Material for this task:
....
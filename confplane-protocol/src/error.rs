//! Protocol error types and error codes.

use serde::{Deserialize, Serialize};
use std::fmt;
use thiserror::Error;

/// Protocol-level errors that can occur during framing or message handling.
#[derive(Debug, Error)]
pub enum ProtocolError {
    #[error("invalid magic bytes: expected 'CFPX', got {0:?}")]
    InvalidMagic([u8; 4]),

    #[error("unsupported protocol version: {0}")]
    UnsupportedVersion(u16),

    #[error("frame too large: {size} bytes (max {max})")]
    FrameTooLarge { size: u32, max: u32 },

    #[error("CRC mismatch: expected {expected:#x}, got {actual:#x}")]
    CrcMismatch { expected: u32, actual: u32 },

    #[error("invalid frame flags: {0:#x}")]
    InvalidFlags(u16),

    #[error("JSON error: {0}")]
    Json(#[from] serde_json::Error),

    #[error("I/O error: {0}")]
    Io(#[from] std::io::Error),

    #[error("invalid UTF-8 in payload")]
    InvalidUtf8,

    #[error("missing required field: {0}")]
    MissingField(&'static str),
}

/// Stable error codes returned in error responses.
///
/// These codes are part of the protocol contract and must remain stable
/// across versions.
#[derive(Debug, Clone, Copy, PartialEq, Eq, Hash, Serialize, Deserialize)]
#[serde(rename_all = "SCREAMING_SNAKE_CASE")]
pub enum ErrorCode {
    // Protocol errors
    BadRequest,
    CapabilityMismatch,

    // Authentication errors
    AuthFailed,

    // Schema errors
    ModelCompilation,
    ValidationFailed,

    // Data errors
    NotFound,
    Conflict,

    // System errors
    CapacityExceeded,
    InternalError,
}

impl ErrorCode {
    /// Returns whether this error is potentially retryable.
    ///
    /// A conflict is not: the caller must re-derive its transaction from
    /// fresh state before trying again.
    pub fn is_retryable(&self) -> bool {
        matches!(self, ErrorCode::CapacityExceeded | ErrorCode::InternalError)
    }
}

impl fmt::Display for ErrorCode {
    fn fmt(&self, f: &mut fmt::Formatter<'_>) -> fmt::Result {
        match self {
            ErrorCode::BadRequest => write!(f, "BAD_REQUEST"),
            ErrorCode::CapabilityMismatch => write!(f, "CAPABILITY_MISMATCH"),
            ErrorCode::AuthFailed => write!(f, "AUTH_FAILED"),
            ErrorCode::ModelCompilation => write!(f, "MODEL_COMPILATION"),
            ErrorCode::ValidationFailed => write!(f, "VALIDATION_FAILED"),
            ErrorCode::NotFound => write!(f, "NOT_FOUND"),
            ErrorCode::Conflict => write!(f, "CONFLICT"),
            ErrorCode::CapacityExceeded => write!(f, "CAPACITY_EXCEEDED"),
            ErrorCode::InternalError => write!(f, "INTERNAL_ERROR"),
        }
    }
}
....
Exercise instructions:
Begin at the first line of the material and transcribe each line exactly. End with the line containing "pub enum ProtocolError", and give nothing else.

Solution to this task:
filename confplane-protocol/src/error.rs
//! Protocol error types and error codes.

use serde::{Deserialize, Serialize};
use std::fmt;
use thiserror::Error;

/// Protocol-level errors that can occur during framing or message handling.
#[derive(Debug, Error)]
pub enum ProtocolError {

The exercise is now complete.